Pourquoi diable le Canada va-t-il se mettre à nouveau le bras dans le tordeur moyen-oriental? L'opération militaire lancée par les États-Unis dans l'espoir de «détruire» l'État islamique (ÉI), opération à laquelle le gouvernement Harper a décidé de participer, est vouée à l'échec. Comme toutes les offensives menées dans la région par les Américains et leurs alliés, elle fera des milliers de morts et des dommages considérables. À la fin, les États de la région seront tout aussi instables, et les terroristes en profiteront pour se trouver un nouveau terrain de jeu.

Aussi fous soient les combattants de l'ÉI, rien n'indique qu'ils constituent à l'heure actuelle une menace pour l'Occident. Une surveillance étroite et des actions ciblées seraient plus indiquées que la stratégie d'envergure dévoilée mercredi soir par le président.

Surtout que cette stratégie repose sur des fondements très fragiles.

Comme la population américaine ne veut pas voir ses jeunes hommes et femmes retourner par milliers dans la région, Washington doit se contenter de «conseiller» et d'équiper les adversaires hétéroclites de l'ÉI. Ceux-ci sont rarement fiables, qu'il s'agisse du gouvernement irakien ou, en Syrie, du mouvement d'opposition au régime al-Assad.

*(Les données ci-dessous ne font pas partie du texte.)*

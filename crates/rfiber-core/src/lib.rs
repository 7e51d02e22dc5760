//! # rfiber-core
//!
//! Platform-agnostic building blocks of the rfiber runtime.
//!
//! Nothing in here switches stacks or talks to the OS; that lives in
//! `rfiber-runtime`.
//!
//! ## Modules
//!
//! - `id` - Fiber debugging identifier
//! - `state` - Fiber state enum
//! - `list` - Intrusive doubly- and singly-linked lists
//! - `work_queue` - Lock-free MPMC queue of ready fibers
//! - `fls` - Fiber-local storage slots
//! - `spinlock` - Spinlock with guard leaking for cross-context release
//! - `cache` - Cache-line padding
//! - `error` - Error types
//! - `kprint` - Kernel-style logging macros
//! - `env` - Environment variable helpers

pub mod cache;
pub mod env;
pub mod error;
pub mod fls;
pub mod id;
pub mod kprint;
pub mod list;
pub mod spinlock;
pub mod state;
pub mod work_queue;

pub use cache::CacheAligned;
pub use env::{env_get, env_get_bool, env_get_millis, env_get_opt};
pub use error::{FiberError, FiberResult, MemoryError, WorkerError};
pub use fls::{ErasedPtr, FiberLocalStorage, Trivial};
pub use id::FiberId;
pub use list::{DoublyLinked, DoublyLinkedList, DoublyLinkedListEntry};
pub use list::{SinglyLinked, SinglyLinkedList, SinglyLinkedListEntry};
pub use spinlock::{SpinLock, SpinLockGuard};
pub use state::FiberState;
pub use work_queue::WorkQueue;

/// Runtime-wide constants
pub mod constants {
    /// Maximum workers (OS threads) per scheduling group
    pub const MAX_WORKERS: usize = 64;
}
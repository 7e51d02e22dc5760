//! Intrusive singly-linked list
//!
//! Null-terminated, with head and tail pointers and a tracked size. There
//! is no `erase` or `pop_back`. The runtime uses it for free lists, where
//! only the front is ever taken.

use core::cell::Cell;
use core::marker::PhantomData;
use core::ptr::{self, NonNull};

/// Link field embedded in a list element
#[derive(Debug)]
pub struct SinglyLinkedListEntry {
    next: Cell<*mut SinglyLinkedListEntry>,
}

impl SinglyLinkedListEntry {
    pub const fn new() -> Self {
        SinglyLinkedListEntry {
            next: Cell::new(ptr::null_mut()),
        }
    }
}

impl Default for SinglyLinkedListEntry {
    fn default() -> Self {
        Self::new()
    }
}

/// Types that embed a [`SinglyLinkedListEntry`]
///
/// # Safety
///
/// `entry_of` and `from_entry` must be exact inverses for the same
/// embedded field. Use [`impl_singly_linked!`](crate::impl_singly_linked).
pub unsafe trait SinglyLinked {
    fn entry_of(this: NonNull<Self>) -> NonNull<SinglyLinkedListEntry>;

    /// # Safety
    ///
    /// `entry` must be the embedded entry of a live `Self`.
    unsafe fn from_entry(entry: NonNull<SinglyLinkedListEntry>) -> NonNull<Self>;
}

/// Non-owning intrusive singly-linked list
pub struct SinglyLinkedList<T: SinglyLinked> {
    head: *mut SinglyLinkedListEntry,
    tail: *mut SinglyLinkedListEntry,
    size: usize,
    _marker: PhantomData<*const T>,
}

// Safety: see `DoublyLinkedList`
unsafe impl<T: SinglyLinked + Send> Send for SinglyLinkedList<T> {}

impl<T: SinglyLinked> SinglyLinkedList<T> {
    pub const fn new() -> Self {
        SinglyLinkedList {
            head: ptr::null_mut(),
            tail: ptr::null_mut(),
            size: 0,
            _marker: PhantomData,
        }
    }

    #[inline]
    pub fn len(&self) -> usize {
        self.size
    }

    #[inline]
    pub fn is_empty(&self) -> bool {
        self.size == 0
    }

    /// # Safety
    ///
    /// `item` must not be in any list, and must stay alive and in place
    /// until it is popped.
    pub unsafe fn push_front(&mut self, item: NonNull<T>) {
        let entry = T::entry_of(item).as_ptr();
        (*entry).next.set(self.head);
        if self.head.is_null() {
            self.tail = entry;
        }
        self.head = entry;
        self.size += 1;
    }

    /// # Safety
    ///
    /// Same as [`push_front`](Self::push_front).
    pub unsafe fn push_back(&mut self, item: NonNull<T>) {
        let entry = T::entry_of(item).as_ptr();
        (*entry).next.set(ptr::null_mut());
        if self.tail.is_null() {
            self.head = entry;
        } else {
            (*self.tail).next.set(entry);
        }
        self.tail = entry;
        self.size += 1;
    }

    /// Remove and return the first element. Panics if the list is empty.
    pub fn pop_front(&mut self) -> NonNull<T> {
        assert!(!self.is_empty(), "pop_front() on empty list");
        let first = self.head;
        // Safety: non-empty, so `first` is a member entry
        unsafe {
            self.head = (*first).next.get();
            (*first).next.set(ptr::null_mut());
            if self.head.is_null() {
                self.tail = ptr::null_mut();
            }
            self.size -= 1;
            T::from_entry(NonNull::new_unchecked(first))
        }
    }

    /// First element. Panics if the list is empty.
    pub fn front(&self) -> NonNull<T> {
        assert!(!self.is_empty(), "front() on empty list");
        // Safety: non-empty
        unsafe { T::from_entry(NonNull::new_unchecked(self.head)) }
    }

    /// Last element. Panics if the list is empty.
    pub fn back(&self) -> NonNull<T> {
        assert!(!self.is_empty(), "back() on empty list");
        // Safety: non-empty
        unsafe { T::from_entry(NonNull::new_unchecked(self.tail)) }
    }

    /// Move every element of `other` to the back of `self`, in order
    pub fn splice(&mut self, other: &mut SinglyLinkedList<T>) {
        if other.is_empty() {
            return;
        }
        if self.is_empty() {
            self.swap(other);
            return;
        }
        // Safety: `self.tail` is a member entry
        unsafe { (*self.tail).next.set(other.head) };
        self.tail = other.tail;
        self.size += other.size;
        other.head = ptr::null_mut();
        other.tail = ptr::null_mut();
        other.size = 0;
    }

    pub fn swap(&mut self, other: &mut SinglyLinkedList<T>) {
        core::mem::swap(&mut self.head, &mut other.head);
        core::mem::swap(&mut self.tail, &mut other.tail);
        core::mem::swap(&mut self.size, &mut other.size);
    }

    /// Take over the contents of `other`. Panics unless `self` is empty.
    pub fn assign_from(&mut self, other: &mut SinglyLinkedList<T>) {
        assert!(self.is_empty(), "assigning into a non-empty list");
        self.swap(other);
    }

    pub fn iter(&self) -> Iter<'_, T> {
        Iter {
            cur: self.head,
            _marker: PhantomData,
        }
    }
}

impl<T: SinglyLinked> Default for SinglyLinkedList<T> {
    fn default() -> Self {
        Self::new()
    }
}

/// Front-to-back iterator over element pointers
pub struct Iter<'a, T: SinglyLinked> {
    cur: *mut SinglyLinkedListEntry,
    _marker: PhantomData<&'a SinglyLinkedList<T>>,
}

impl<'a, T: SinglyLinked> Iterator for Iter<'a, T> {
    type Item = NonNull<T>;

    fn next(&mut self) -> Option<NonNull<T>> {
        let cur = NonNull::new(self.cur)?;
        // Safety: `cur` is a member entry while the list is borrowed
        unsafe {
            self.cur = cur.as_ref().next.get();
            Some(T::from_entry(cur))
        }
    }
}
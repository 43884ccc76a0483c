use serde::{Deserialize, Serialize};
use thiserror::Error;

#[derive(Debug, Error)]
pub enum JwtError {
    #[error("Failed to validate token: {0}")]
    TokenValidationError(String),
    #[error("Token expired")]
    TokenExpired,
    #[error("Invalid token")]
    InvalidToken,
}

#[derive(Debug, Serialize, Deserialize, Clone, PartialEq)]
pub struct Claims {
    pub sub: String, // numeric user id
    pub email: String,
    pub exp: i64,
    pub iat: i64,
    pub token_type: TokenType,
}

impl Claims {
    pub fn user_id(&self) -> Result<i64, JwtError> {
        self.sub.parse().map_err(|_| JwtError::InvalidToken)
    }
}

#[derive(Debug, Serialize, Deserialize, Clone, Copy, PartialEq)]
pub enum TokenType {
    Access,
    Refresh,
}

/// Identity behind a validated access token.
#[derive(Debug, Clone, PartialEq)]
pub struct Identity {
    pub user_id: i64,
}

#[derive(Clone)]
pub struct JwtService {
    secret: String,
}

impl JwtService {
    pub fn new(secret: String) -> Self {
        Self { secret }
    }

    pub fn validate_token(&self, token: &str) -> Result<Claims, JwtError> {
        let mut validation = jsonwebtoken::Validation::default();
        validation.validate_exp = true;

        let token_data = jsonwebtoken::decode::<Claims>(
            token,
            &jsonwebtoken::DecodingKey::from_secret(self.secret.as_bytes()),
            &validation,
        )
        .map_err(|e| match e.kind() {
            jsonwebtoken::errors::ErrorKind::ExpiredSignature => JwtError::TokenExpired,
            _ => JwtError::TokenValidationError(e.to_string()),
        })?;

        Ok(token_data.claims)
    }

    /// Validates an access token and resolves the user it was issued for.
    /// Refresh tokens are rejected.
    pub fn authenticate(&self, token: &str) -> Result<Identity, JwtError> {
        let claims = self.validate_token(token)?;
        if claims.token_type != TokenType::Access {
            return Err(JwtError::InvalidToken);
        }
        Ok(Identity {
            user_id: claims.user_id()?,
        })
    }
}
use std::fmt;

use chrono::{DateTime, Utc};
use serde::{Deserialize, Serialize};

#[derive(Debug, Clone, Copy, PartialEq, Eq, Hash, Serialize, Deserialize)]
#[serde(rename_all = "snake_case")]
pub enum NotificationType {
    Like,
    NewFollower,
}

impl NotificationType {
    pub fn as_str(&self) -> &'static str {
        match self {
            NotificationType::Like => "like",
            NotificationType::NewFollower => "new_follower",
        }
    }

    /// Post-scoped types coalesce per (owner, type, post) instead of per (owner, type).
    pub fn is_post_scoped(&self) -> bool {
        matches!(self, NotificationType::Like)
    }
}

impl fmt::Display for NotificationType {
    fn fmt(&self, f: &mut fmt::Formatter<'_>) -> fmt::Result {
        f.write_str(self.as_str())
    }
}

impl TryFrom<String> for NotificationType {
    type Error = String;

    fn try_from(value: String) -> Result<Self, Self::Error> {
        match value.as_str() {
            "like" => Ok(NotificationType::Like),
            "new_follower" => Ok(NotificationType::NewFollower),
            other => Err(format!("unknown notification type: {other}")),
        }
    }
}

#[derive(Debug, Clone, PartialEq, Serialize, Deserialize, sqlx::FromRow)]
pub struct Notification {
    pub id: i64,
    pub user_id: i64,
    #[sqlx(rename = "type", try_from = "String")]
    #[serde(rename = "type")]
    pub notification_type: NotificationType,
    pub source_user_id: i64,
    pub source_post_id: Option<i64>,
    pub is_read: bool,
    pub created_at: DateTime<Utc>,
    pub updated_at: DateTime<Utc>,
}

/// A notification as returned to its owner, joined with actor and post metadata.
#[derive(Debug, Clone, PartialEq, Serialize, Deserialize, sqlx::FromRow)]
pub struct NotificationView {
    #[sqlx(flatten)]
    #[serde(flatten)]
    pub notification: Notification,
    pub actor_name: Option<String>,
    pub actor_username: Option<String>,
    pub actor_avatar_url: Option<String>,
    pub post_content: Option<String>,
    pub others_total: i64,
}

/// Candidate submitted by an event producer; either coalesced into the
/// owner's unread notification with the same key or inserted as a new row.
#[derive(Debug, Clone, PartialEq, Eq)]
pub struct NewNotification {
    pub user_id: i64,
    pub notification_type: NotificationType,
    pub source_user_id: i64,
    pub source_post_id: Option<i64>,
}

/// The identity under which unread notifications are merged.
#[derive(Debug, Clone, Copy, PartialEq, Eq, Hash)]
pub struct CoalescingKey {
    pub user_id: i64,
    pub notification_type: NotificationType,
    pub source_post_id: Option<i64>,
}

impl NewNotification {
    pub fn like(owner_id: i64, actor_id: i64, post_id: i64) -> Self {
        Self {
            user_id: owner_id,
            notification_type: NotificationType::Like,
            source_user_id: actor_id,
            source_post_id: Some(post_id),
        }
    }

    pub fn new_follower(owner_id: i64, actor_id: i64) -> Self {
        Self {
            user_id: owner_id,
            notification_type: NotificationType::NewFollower,
            source_user_id: actor_id,
            source_post_id: None,
        }
    }

    pub fn coalescing_key(&self) -> CoalescingKey {
        CoalescingKey {
            user_id: self.user_id,
            notification_type: self.notification_type,
            source_post_id: if self.notification_type.is_post_scoped() {
                self.source_post_id
            } else {
                None
            },
        }
    }

    /// Post-scoped types must name a post; the others must not.
    pub fn validate(&self) -> Result<(), String> {
        match (self.notification_type.is_post_scoped(), self.source_post_id) {
            (true, None) => Err(format!(
                "{} notification requires a source post",
                self.notification_type
            )),
            (false, Some(_)) => Err(format!(
                "{} notification cannot reference a post",
                self.notification_type
            )),
            _ => Ok(()),
        }
    }
}
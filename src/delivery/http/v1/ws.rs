use std::fmt::Display;
use std::sync::Arc;
use std::time::Duration;

use axum::{
    body::Bytes,
    extract::{
        Query, State, WebSocketUpgrade,
        ws::{CloseFrame, Message, WebSocket, close_code},
    },
    http::HeaderMap,
    response::{IntoResponse, Response},
};
use futures::{Sink, SinkExt, Stream, StreamExt};
use serde::{Deserialize, Serialize};
use tokio::sync::mpsc;
use tokio::time::{Instant, Interval, MissedTickBehavior};

use crate::AppState;
use crate::delivery::http::v1::middleware::bearer_token;
use crate::domain::notification::Notification;
use crate::usecase::error::UsecaseError;
use crate::usecase::jwt::{Identity, JwtService};

#[derive(Deserialize)]
pub struct WsQuery {
    token: Option<String>,
}

#[derive(Debug, Clone, Copy, PartialEq, Eq)]
pub enum SessionState {
    Connecting,
    Authenticated,
    Streaming,
    Closed,
}

/// Why a streaming session stopped.
#[derive(Debug, Clone, PartialEq, Eq)]
pub enum SessionEnd {
    /// The registry dropped this session's queue, e.g. a newer session of the
    /// same user evicted it.
    Displaced,
    ClientClosed,
    /// The client stream ended without a Close frame.
    ClientGone,
    ReceiveFailed(String),
    SendFailed(String),
}

#[derive(Serialize)]
#[serde(tag = "event", content = "data", rename_all = "snake_case")]
enum ServerEvent<'a> {
    Notification(&'a Notification),
}

/// Resolves the user behind an upgrade request. The Authorization header wins
/// over the `?token=` query parameter, which exists because browsers cannot set
/// headers on an upgrade request.
pub fn session_identity(headers: &HeaderMap, query: &WsQuery, jwt: &JwtService) -> Result<Identity, UsecaseError> {
    let token = bearer_token(headers)
        .or(query.token.as_deref())
        .ok_or_else(|| UsecaseError::Unauthorized("Missing token".to_string()))?;

    Ok(jwt.authenticate(token)?)
}

/// Authenticates before the upgrade, then forwards every notification queued
/// for the session as a JSON text frame until either side goes away.
pub async fn notifications_ws(
    ws: WebSocketUpgrade,
    headers: HeaderMap,
    Query(query): Query<WsQuery>,
    State(state): State<Arc<AppState>>,
) -> Response {
    tracing::debug!(state = ?SessionState::Connecting, "websocket session requested");

    let identity = match session_identity(&headers, &query, &state.jwt_service) {
        Ok(identity) => identity,
        Err(e) => {
            tracing::warn!(state = ?SessionState::Closed, error = %e, "websocket rejected");
            return e.into_response();
        }
    };

    let user_id = identity.user_id;
    tracing::info!(user_id, "websocket authenticated, upgrading");
    ws.on_upgrade(move |socket| run_session(socket, user_id, state))
}

async fn run_session(socket: WebSocket, user_id: i64, state: Arc<AppState>) {
    let (guard, receiver) = state.registry.register(user_id);
    let session_id = guard.session_id();
    tracing::info!(
        user_id = guard.user_id(),
        %session_id,
        sessions = state.registry.session_count(user_id),
        state = ?SessionState::Authenticated,
        "session registered"
    );

    let (sink, stream) = socket.split();
    tracing::debug!(user_id, %session_id, state = ?SessionState::Streaming, "streaming notifications");

    let end = stream_notifications(sink, stream, receiver, state.realtime_ping_interval).await;

    tracing::info!(user_id, %session_id, state = ?SessionState::Closed, reason = ?end, "session ended");
    drop(guard);
}

async fn next_tick(ticker: &mut Option<Interval>) {
    match ticker {
        Some(ticker) => {
            ticker.tick().await;
        }
        None => std::future::pending().await,
    }
}

/// Forwards queued notifications to `sink` until the queue closes, the client
/// leaves, or a write fails. Frames go out in queue order.
pub async fn stream_notifications<S, R, E>(
    mut sink: S,
    mut stream: R,
    mut notifications: mpsc::Receiver<Notification>,
    ping_interval: Option<Duration>,
) -> SessionEnd
where
    S: Sink<Message> + Unpin,
    S::Error: Display,
    R: Stream<Item = Result<Message, E>> + Unpin,
    E: Display,
{
    let mut ticker = ping_interval.map(|period| {
        let mut ticker = tokio::time::interval_at(Instant::now() + period, period);
        ticker.set_missed_tick_behavior(MissedTickBehavior::Delay);
        ticker
    });

    let end = loop {
        tokio::select! {
            queued = notifications.recv() => {
                let Some(notification) = queued else {
                    break SessionEnd::Displaced;
                };
                let payload = match serde_json::to_string(&ServerEvent::Notification(&notification)) {
                    Ok(payload) => payload,
                    Err(e) => {
                        tracing::error!(notification_id = notification.id, error = %e, "failed to encode notification");
                        continue;
                    }
                };
                if let Err(e) = sink.send(Message::Text(payload.into())).await {
                    break SessionEnd::SendFailed(e.to_string());
                }
                tracing::debug!(notification_id = notification.id, "notification pushed");
            }
            incoming = stream.next() => {
                match incoming {
                    Some(Ok(Message::Close(_))) => break SessionEnd::ClientClosed,
                    None => break SessionEnd::ClientGone,
                    Some(Err(e)) => break SessionEnd::ReceiveFailed(e.to_string()),
                    // Pongs and client chatter are ignored.
                    Some(Ok(_)) => {}
                }
            }
            _ = next_tick(&mut ticker) => {
                if let Err(e) = sink.send(Message::Ping(Bytes::new())).await {
                    break SessionEnd::SendFailed(e.to_string());
                }
            }
        }
    };

    if end == SessionEnd::Displaced {
        let frame = CloseFrame {
            code: close_code::NORMAL,
            reason: "session replaced".into(),
        };
        if let Err(e) = sink.send(Message::Close(Some(frame))).await {
            tracing::debug!(error = %e, "failed to send close frame");
        }
    }
    if let Err(e) = sink.close().await {
        tracing::debug!(error = %e, "failed to close socket");
    }

    end
}
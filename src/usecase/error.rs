use axum::{http::StatusCode, response::IntoResponse};
use thiserror::Error;

use crate::repository::errors::RepositoryError;
use crate::usecase::jwt::JwtError;

#[derive(Debug, Error)]
pub enum UsecaseError {
    #[error("{0} not found")]
    NotFound(String),

    #[error("{0}")]
    Unauthorized(String),

    #[error("{0}")]
    Validation(String),

    #[error("{0}")]
    Internal(String),
}

impl From<RepositoryError> for UsecaseError {
    fn from(e: RepositoryError) -> Self {
        match e {
            RepositoryError::NotFound => UsecaseError::NotFound("Resource".to_string()),
            RepositoryError::DatabaseError(msg) => UsecaseError::Internal(msg),
        }
    }
}

impl From<JwtError> for UsecaseError {
    fn from(e: JwtError) -> Self {
        UsecaseError::Unauthorized(format!("Invalid token: {e}"))
    }
}

impl IntoResponse for UsecaseError {
    fn into_response(self) -> axum::response::Response {
        let status = match &self {
            UsecaseError::NotFound(_) => StatusCode::NOT_FOUND,
            UsecaseError::Unauthorized(_) => StatusCode::UNAUTHORIZED,
            UsecaseError::Validation(_) => StatusCode::BAD_REQUEST,
            UsecaseError::Internal(_) => StatusCode::INTERNAL_SERVER_ERROR,
        };

        match &self {
            UsecaseError::Internal(_) => {
                tracing::error!(error = %self, "internal error");
            }
            UsecaseError::NotFound(_) => {
                tracing::warn!(error = %self, "resource not found");
            }
            UsecaseError::Unauthorized(_) => {
                tracing::warn!(error = %self, "access denied");
            }
            _ => {
                tracing::debug!(error = %self);
            }
        }

        // Store details stay in the logs.
        let body = match &self {
            UsecaseError::Internal(_) => "Internal server error".to_string(),
            _ => self.to_string(),
        };

        (status, body).into_response()
    }
}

L'expérience de l'après 11 septembre 2001 aurait dû enseigner aux États-Unis que leurs interventions dans cette région complexe et explosive font généralement plus de mal que de bien. Nous partageons l'opinion exprimée récemment dans nos pages par l'économiste Jeffrey Sachs, qui invitait les puissances occidentales à laisser le Moyen-Orient tranquille: «Après des décennies d'interventions cyniques et souvent secrètes des États-Unis, de la Grande-Bretagne, de la France, de la Russie et encore d'autres pays, les institutions politiques de la région sont gangrenées par la corruption, le sectarisme et la force brutale. Pourtant, à chaque nouvelle crise au Moyen-Orient, les États-Unis interviennent, que ce soit en suscitant un changement de gouvernement ou en bombardant l'ennemi du moment. Violences et arrangements en coulisses continuent à régner en maître.»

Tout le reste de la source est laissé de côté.